YOUR TASK :: Reply with each record repeated exactly.

Stored data
>>>>
// src/config.rs
use crate::engine::SortKey;
use anyhow::Context;
use directories::ProjectDirs;
use log::{info, warn};
use serde::{Deserialize, Serialize};
use std::fs;
use std::path::{Path, PathBuf};

const CONFIG_FILE_NAME: &str = "passman_config.toml";

#[derive(Serialize, Deserialize, Debug, Clone, PartialEq)]
#[serde(default)]
pub struct Config {
    /// Store used when `--file` is not given.
    pub default_store_file: PathBuf,
    /// Ordering used by `list` when `--sort` is not given.
    pub default_sort: SortKey,
    /// Replace the store via temp file + rename instead of overwriting in place.
    pub atomic_save: bool,
    pub list_site_width: usize,
    pub list_username_width: usize,
}

impl Default for Config {
    fn default() -> Self {
        Config {
            default_store_file: PathBuf::from("store.json"),
            default_sort: SortKey::Site,
            atomic_save: true,
            list_site_width: 12,
            list_username_width: 16,
        }
    }
}

fn get_config_path() -> Option<PathBuf> {
    ProjectDirs::from("com", "Passman", "passman")
        .map(|proj_dirs| proj_dirs.config_dir().join(CONFIG_FILE_NAME))
}

fn save_default_config(config_path: &Path, config: &Config) -> anyhow::Result<()> {
    info!("Attempting to save default config to {:?}", config_path);
    if let Some(parent_dir) = config_path.parent() {
        if !parent_dir.exists() {
            fs::create_dir_all(parent_dir)
                .with_context(|| format!("Failed to create config directory {:?}", parent_dir))?;
            info!("Created config directory: {:?}", parent_dir);
        }
    }

    let toml_string = toml::to_string_pretty(config).context("Failed to serialize default config to TOML")?;
    fs::write(config_path, toml_string)
        .with_context(|| format!("Failed to write default config to {:?}", config_path))?;

    info!("Saved default configuration to {:?}", config_path);
    Ok(())
}

/// Reads the config at `config_path`, writing the defaults there first if the file is missing.
/// Any failure falls back to `Config::default()`.
pub fn load_config_from(config_path: &Path) -> Config {
    if !config_path.exists() {
        info!(
            "Config file not found at {:?}. Creating and using default configuration.",
            config_path
        );
        let default_config = Config::default();
        if let Err(e) = save_default_config(config_path, &default_config) {
            warn!("Failed to save default configuration: {:#}", e);
        }
        return default_config;
    }

    info!("Loading configuration from {:?}", config_path);
    let parsed = fs::read_to_string(config_path)
        .with_context(|| format!("Failed to read config file at {:?}", config_path))
        .and_then(|content| {
            toml::from_str::<Config>(&content)
                .with_context(|| format!("Failed to parse config file at {:?}", config_path))
        });
    match parsed {
        Ok(config) => {
            info!("Configuration loaded successfully.");
            config
        }
        Err(e) => {
            warn!("{:#}. Using default configuration.", e);
            Config::default()
        }
    }
}

pub fn load_config() -> Config {
    match get_config_path() {
        Some(config_path) => load_config_from(&config_path),
        None => {
            warn!("Could not determine config directory. Using default configuration.");
            Config::default()
        }
    }
}

#[cfg(test)]
mod tests {
    use super::*;
    use tempfile::tempdir;

    #[test]
    fn test_default_config() {
        let config = Config::default();
        assert_eq!(config.default_store_file, PathBuf::from("store.json"));
        assert_eq!(config.default_sort, SortKey::Site);
        assert!(config.atomic_save);
    }

    #[test]
    fn test_missing_config_is_created_with_defaults() {
        let dir = tempdir().unwrap();
        let config_path = dir.path().join("nested").join(CONFIG_FILE_NAME);

        let config = load_config_from(&config_path);
        assert_eq!(config, Config::default());
        assert!(config_path.exists());

        let content = fs::read_to_string(&config_path).unwrap();
        assert!(content.contains("default_sort = \"site\""), "got:\n{}", content);
        let reloaded: Config = toml::from_str(&content).unwrap();
        assert_eq!(reloaded, Config::default());
    }

    #[test]
    fn test_load_existing_config() {
        let dir = tempdir().unwrap();
        let config_path = dir.path().join(CONFIG_FILE_NAME);
        fs::write(
            &config_path,
            r#"
default_store_file = "/tmp/vault.json"
default_sort = "last_updated"
atomic_save = false
list_site_width = 20
list_username_width = 10
"#,
        )
        .unwrap();

        let config = load_config_from(&config_path);
        assert_eq!(config.default_store_file, PathBuf::from("/tmp/vault.json"));
        assert_eq!(config.default_sort, SortKey::LastUpdated);
        assert!(!config.atomic_save);
        assert_eq!(config.list_site_width, 20);
    }

    #[test]
    fn test_partial_config_keeps_defaults_for_missing_fields() {
        let dir = tempdir().unwrap();
        let config_path = dir.path().join(CONFIG_FILE_NAME);
        fs::write(&config_path, "default_sort = \"last_updated\"\n").unwrap();

        let config = load_config_from(&config_path);
        assert_eq!(config.default_sort, SortKey::LastUpdated);
        assert_eq!(config.default_store_file, PathBuf::from("store.json"));
        assert!(config.atomic_save);
    }

    #[test]
    fn test_load_config_invalid_toml_falls_back() {
        let dir = tempdir().unwrap();
        let config_path = dir.path().join(CONFIG_FILE_NAME);
        fs::write(&config_path, "this is not valid toml content = definitely_broken").unwrap();
        assert_eq!(load_config_from(&config_path), Config::default());

        fs::write(&config_path, "default_sort = \"by_color\"\n").unwrap();
        assert_eq!(load_config_from(&config_path), Config::default());
    }
}
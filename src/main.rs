// src/main.rs
mod cli;
mod clock;
mod config;
mod engine;
mod error;
mod export;
mod models;
mod schema;
mod store;

use clap::Parser;
use std::io::{self, Write};
use std::process::ExitCode;

fn main() -> ExitCode {
    env_logger::init();
    log::info!("Starting passman");

    let cli_args = cli::Cli::parse();
    let config = config::load_config();

    let stdout = io::stdout();
    let mut out = stdout.lock();
    let result = cli::handle_cli_command(cli_args, &config, &clock::SystemClock, &mut out)
        .and_then(|()| out.flush().map_err(error::AppError::from));

    match result {
        Ok(()) => {
            log::info!("Command finished successfully.");
            ExitCode::SUCCESS
        }
        Err(e) => {
            log::debug!("Command failed: {:#?}", e);
            eprintln!("Error: {}", e);
            ExitCode::FAILURE
        }
    }
}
<<<<
OUTPUT BELOW ::
// src/config.rs
use crate::engine::SortKey;
use anyhow::Context;
use directories::ProjectDirs;
use log::{info, warn};
use serde::{Deserialize, Serialize};
use std::fs;
use std::path::{Path, PathBuf};

const CONFIG_FILE_NAME: &str = "passman_config.toml";

#[derive(Serialize, Deserialize, Debug, Clone, PartialEq)]
#[serde(default)]
pub struct Config {
    /// Store used when `--file` is not given.
    pub default_store_file: PathBuf,
    /// Ordering used by `list` when `--sort` is not given.
    pub default_sort: SortKey,
    /// Replace the store via temp file + rename instead of overwriting in place.
    pub atomic_save: bool,
    pub list_site_width: usize,
    pub list_username_width: usize,
}

impl Default for Config {
    fn default() -> Self {
        Config {
            default_store_file: PathBuf::from("store.json"),
            default_sort: SortKey::Site,
            atomic_save: true,
            list_site_width: 12,
            list_username_width: 16,
        }
    }
}

fn get_config_path() -> Option<PathBuf> {
    ProjectDirs::from("com", "Passman", "passman")
        .map(|proj_dirs| proj_dirs.config_dir().join(CONFIG_FILE_NAME))
}

fn save_default_config(config_path: &Path, config: &Config) -> anyhow::Result<()> {
    info!("Attempting to save default config to {:?}", config_path);
    if let Some(parent_dir) = config_path.parent() {
        if !parent_dir.exists() {
            fs::create_dir_all(parent_dir)
                .with_context(|| format!("Failed to create config directory {:?}", parent_dir))?;
            info!("Created config directory: {:?}", parent_dir);
        }
    }

    let toml_string = toml::to_string_pretty(config).context("Failed to serialize default config to TOML")?;
    fs::write(config_path, toml_string)
        .with_context(|| format!("Failed to write default config to {:?}", config_path))?;

    info!("Saved default configuration to {:?}", config_path);
    Ok(())
}

/// Reads the config at `config_path`, writing the defaults there first if the file is missing.
/// Any failure falls back to `Config::default()`.
pub fn load_config_from(config_path: &Path) -> Config {
    if !config_path.exists() {
        info!(
            "Config file not found at {:?}. Creating and using default configuration.",
            config_path
        );
        let default_config = Config::default();
        if let Err(e) = save_default_config(config_path, &default_config) {
            warn!("Failed to save default configuration: {:#}", e);
        }
        return default_config;
    }

    info!("Loading configuration from {:?}", config_path);
    let parsed = fs::read_to_string(config_path)
        .with_context(|| format!("Failed to read config file at {:?}", config_path))
        .and_then(|content| {
            toml::from_str::<Config>(&content)
                .with_context(|| format!("Failed to parse config file at {:?}", config_path))
        });
    match parsed {
        Ok(config) => {
            info!("Configuration loaded successfully.");
            config
        }
        Err(e) => {
            warn!("{:#}. Using default configuration.", e);
            Config::default()
        }
    }
}

pub fn load_config() -> Config {
    match get_config_path() {
        Some(config_path) => load_config_from(&config_path),
        None => {
            warn!("Could not determine config directory. Using default configuration.");
            Config::default()
        }
    }
}

#[cfg(test)]
mod tests {
    use super::*;
    use tempfile::tempdir;

    #[test]
    fn test_default_config() {
        let config = Config::default();
        assert_eq!(config.default_store_file, PathBuf::from("store.json"));
        assert_eq!(config.default_sort, SortKey::Site);
        assert!(config.atomic_save);
    }

    #[test]
    fn test_missing_config_is_created_with_defaults() {
        let dir = tempdir().unwrap();
        let config_path = dir.path().join("nested").join(CONFIG_FILE_NAME);

        let config = load_config_from(&config_path);
        assert_eq!(config, Config::default());
        assert!(config_path.exists());

        let content = fs::read_to_string(&config_path).unwrap();
        assert!(content.contains("default_sort = \"site\""), "got:\n{}", content);
        let reloaded: Config = toml::from_str(&content).unwrap();
        assert_eq!(reloaded, Config::default());
    }

    #[test]
    fn test_load_existing_config() {
        let dir = tempdir().unwrap();
        let config_path = dir.path().join(CONFIG_FILE_NAME);
        fs::write(
            &config_path,
            r#"
default_store_file = "/tmp/vault.json"
default_sort = "last_updated"
atomic_save = false
list_site_width = 20
list_username_width = 10
"#,
        )
        .unwrap();

        let config = load_config_from(&config_path);
        assert_eq!(config.default_store_file, PathBuf::from("/tmp/vault.json"));
        assert_eq!(config.default_sort, SortKey::LastUpdated);
        assert!(!config.atomic_save);
        assert_eq!(config.list_site_width, 20);
    }

    #[test]
    fn test_partial_config_keeps_defaults_for_missing_fields() {
        let dir = tempdir().unwrap();
        let config_path = dir.path().join(CONFIG_FILE_NAME);
        fs::write(&config_path, "default_sort = \"last_updated\"\n").unwrap();

        let config = load_config_from(&config_path);
        assert_eq!(config.default_sort, SortKey::LastUpdated);
        assert_eq!(config.default_store_file, PathBuf::from("store.json"));
        assert!(config.atomic_save);
    }

    #[test]
    fn test_load_config_invalid_toml_falls_back() {
        let dir = tempdir().unwrap();
        let config_path = dir.path().join(CONFIG_FILE_NAME);
        fs::write(&config_path, "this is not valid toml content = definitely_broken").unwrap();
        assert_eq!(load_config_from(&config_path), Config::default());

        fs::write(&config_path, "default_sort = \"by_color\"\n").unwrap();
        assert_eq!(load_config_from(&config_path), Config::default());
    }
}
filename src/main.rs
// src/main.rs
mod cli;
mod clock;
mod config;
mod engine;
mod error;
mod export;
mod models;
mod schema;
mod store;

use clap::Parser;
use std::io::{self, Write};
use std::process::ExitCode;

fn main() -> ExitCode {
    env_logger::init();
    log::info!("Starting passman");

    let cli_args = cli::Cli::parse();
    let config = config::load_config();

    let stdout = io::stdout();
    let mut out = stdout.lock();
    let result = cli::handle_cli_command(cli_args, &config, &clock::SystemClock, &mut out)
        .and_then(|()| out.flush().map_err(error::AppError::from));

    match result {
        Ok(()) => {
            log::info!("Command finished successfully.");
            ExitCode::SUCCESS
        }
        Err(e) => {
            log::debug!("Command failed: {:#?}", e);
            eprintln!("Error: {}", e);
            ExitCode::FAILURE
        }
    }
}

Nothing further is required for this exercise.